» **Exercise data**:
━━━━━━━━━━━━━━━━━━━━

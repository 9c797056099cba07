//! The conversational agent behind the session loop.
//!
//! [`Agent`] is the seam the loop talks to: chat, reset, bulk-load a prior
//! transcript, and a mutable system message.  [`ChatAgent`] implements it
//! on top of any [`ModelProvider`], keeping the conversation in memory and
//! sending the whole history on every turn.

use async_trait::async_trait;
use tracing::debug;

use crate::models::{ChatMessage, ModelProvider};
use crate::session::Turn;

#[async_trait]
pub trait Agent: Send {
    /// Send one line of user input; returns the turns it produced
    /// (the user turn followed by the reply).
    async fn chat(&mut self, input: &str) -> anyhow::Result<Vec<Turn>>;

    /// Forget the conversation so far.
    fn reset(&mut self);

    /// Replace the conversation with a previously saved transcript.
    fn load(&mut self, transcript: &[Turn]);

    fn system_message(&self) -> &str;

    fn set_system_message(&mut self, message: String);
}

/// [`Agent`] backed by a chat-completions provider.
pub struct ChatAgent<P> {
    provider: P,
    system_message: String,
    history: Vec<Turn>,
}

impl<P: ModelProvider> ChatAgent<P> {
    pub fn new(provider: P, system_message: impl Into<String>) -> Self {
        Self {
            provider,
            system_message: system_message.into(),
            history: Vec::new(),
        }
    }

    /// The turns the agent currently remembers.
    pub fn history(&self) -> &[Turn] {
        &self.history
    }

    /// Messages for the next request: system message first (when set),
    /// then the history.  Stored `system` turns are skipped so the current
    /// system message is the only one sent.
    fn request_messages(&self) -> Vec<ChatMessage> {
        let mut messages = Vec::with_capacity(self.history.len() + 1);
        if !self.system_message.trim().is_empty() {
            messages.push(ChatMessage::new("system", self.system_message.clone()));
        }
        messages.extend(
            self.history
                .iter()
                .filter(|t| t.role != "system")
                .map(|t| ChatMessage::new(t.role.clone(), t.content.clone())),
        );
        messages
    }
}

#[async_trait]
impl<P: ModelProvider> Agent for ChatAgent<P> {
    async fn chat(&mut self, input: &str) -> anyhow::Result<Vec<Turn>> {
        let user = Turn::user(input);
        self.history.push(user.clone());

        let messages = self.request_messages();
        let reply = match self.provider.send_chat(&messages).await {
            Ok(reply) => reply,
            Err(e) => {
                // Failed turns are not part of the conversation.
                self.history.pop();
                return Err(e);
            }
        };

        let assistant = Turn::assistant(reply);
        self.history.push(assistant.clone());
        debug!(history = self.history.len(), "agent turn complete");
        Ok(vec![user, assistant])
    }

    fn reset(&mut self) {
        self.history.clear();
    }

    fn load(&mut self, transcript: &[Turn]) {
        self.history = transcript.to_vec();
    }

    fn system_message(&self) -> &str {
        &self.system_message
    }

    fn set_system_message(&mut self, message: String) {
        self.system_message = message;
    }
}
//! Shared utility helpers.

use std::path::Path;

use anyhow::Context;

/// Replace `path` with `contents` via a sibling temp file and a rename, so a
/// crash mid-write never leaves a half-written file behind.
///
/// Parent directories are created as needed.
pub fn write_atomic(path: &Path, contents: &str) -> anyhow::Result<()> {
    if let Some(parent) = path.parent().filter(|p| !p.as_os_str().is_empty()) {
        std::fs::create_dir_all(parent)
            .with_context(|| format!("create directory {}", parent.display()))?;
    }

    let mut tmp_name = path.file_name().unwrap_or_default().to_os_string();
    tmp_name.push(".tmp");
    let tmp_path = path.with_file_name(tmp_name);

    std::fs::write(&tmp_path, contents)
        .with_context(|| format!("write {}", tmp_path.display()))?;
    std::fs::rename(&tmp_path, path)
        .with_context(|| format!("rename {} -> {}", tmp_path.display(), path.display()))?;
    Ok(())
}

/// Truncate a string to `max` chars, appending `…` if trimmed.
pub fn truncate_str(s: &str, max: usize) -> String {
    if s.len() <= max {
        s.to_string()
    } else {
        let mut end = max;
        while !s.is_char_boundary(end) && end > 0 {
            end -= 1;
        }
        format!("{}…", &s[..end])
    }
}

━━━━━━━━━━━━━━━━━━━━

» **What is needed**: Every entry should be printed again exactly as written.

» **Solution for this problem**:
repository 9c797056099cba07
//! The conversational agent behind the session loop.
//!
//! [`Agent`] is the seam the loop talks to: chat, reset, bulk-load a prior
//! transcript, and a mutable system message.  [`ChatAgent`] implements it
//! on top of any [`ModelProvider`], keeping the conversation in memory and
//! sending the whole history on every turn.

use async_trait::async_trait;
use tracing::debug;

use crate::models::{ChatMessage, ModelProvider};
use crate::session::Turn;

#[async_trait]
pub trait Agent: Send {
    /// Send one line of user input; returns the turns it produced
    /// (the user turn followed by the reply).
    async fn chat(&mut self, input: &str) -> anyhow::Result<Vec<Turn>>;

    /// Forget the conversation so far.
    fn reset(&mut self);

    /// Replace the conversation with a previously saved transcript.
    fn load(&mut self, transcript: &[Turn]);

    fn system_message(&self) -> &str;

    fn set_system_message(&mut self, message: String);
}

/// [`Agent`] backed by a chat-completions provider.
pub struct ChatAgent<P> {
    provider: P,
    system_message: String,
    history: Vec<Turn>,
}

impl<P: ModelProvider> ChatAgent<P> {
    pub fn new(provider: P, system_message: impl Into<String>) -> Self {
        Self {
            provider,
            system_message: system_message.into(),
            history: Vec::new(),
        }
    }

    /// The turns the agent currently remembers.
    pub fn history(&self) -> &[Turn] {
        &self.history
    }

    /// Messages for the next request: system message first (when set),
    /// then the history.  Stored `system` turns are skipped so the current
    /// system message is the only one sent.
    fn request_messages(&self) -> Vec<ChatMessage> {
        let mut messages = Vec::with_capacity(self.history.len() + 1);
        if !self.system_message.trim().is_empty() {
            messages.push(ChatMessage::new("system", self.system_message.clone()));
        }
        messages.extend(
            self.history
                .iter()
                .filter(|t| t.role != "system")
                .map(|t| ChatMessage::new(t.role.clone(), t.content.clone())),
        );
        messages
    }
}

#[async_trait]
impl<P: ModelProvider> Agent for ChatAgent<P> {
    async fn chat(&mut self, input: &str) -> anyhow::Result<Vec<Turn>> {
        let user = Turn::user(input);
        self.history.push(user.clone());

        let messages = self.request_messages();
        let reply = match self.provider.send_chat(&messages).await {
            Ok(reply) => reply,
            Err(e) => {
                // Failed turns are not part of the conversation.
                self.history.pop();
                return Err(e);
            }
        };

        let assistant = Turn::assistant(reply);
        self.history.push(assistant.clone());
        debug!(history = self.history.len(), "agent turn complete");
        Ok(vec![user, assistant])
    }

    fn reset(&mut self) {
        self.history.clear();
    }

    fn load(&mut self, transcript: &[Turn]) {
        self.history = transcript.to_vec();
    }

    fn system_message(&self) -> &str {
        &self.system_message
    }

    fn set_system_message(&mut self, message: String) {
        self.system_message = message;
    }
}
//! Shared utility helpers.

use std::path::Path;

use anyhow::Context;

/// Replace `path` with `contents` via a sibling temp file and a rename, so a
/// crash mid-write never leaves a half-written file behind.
///
/// Parent directories are created as needed.
pub fn write_atomic(path: &Path, contents: &str) -> anyhow::Result<()> {
    if let Some(parent) = path.parent().filter(|p| !p.as_os_str().is_empty()) {
        std::fs::create_dir_all(parent)
            .with_context(|| format!("create directory {}", parent.display()))?;
    }

    let mut tmp_name = path.file_name().unwrap_or_default().to_os_string();
    tmp_name.push(".tmp");
    let tmp_path = path.with_file_name(tmp_name);

    std::fs::write(&tmp_path, contents)
        .with_context(|| format!("write {}", tmp_path.display()))?;
    std::fs::rename(&tmp_path, path)
        .with_context(|| format!("rename {} -> {}", tmp_path.display(), path.display()))?;
    Ok(())
}

/// Truncate a string to `max` chars, appending `…` if trimmed.
pub fn truncate_str(s: &str, max: usize) -> String {
    if s.len() <= max {
        s.to_string()
    } else {
        let mut end = max;
        while !s.is_char_boundary(end) && end > 0 {
            end -= 1;
        }
        format!("{}…", &s[..end])
    }
}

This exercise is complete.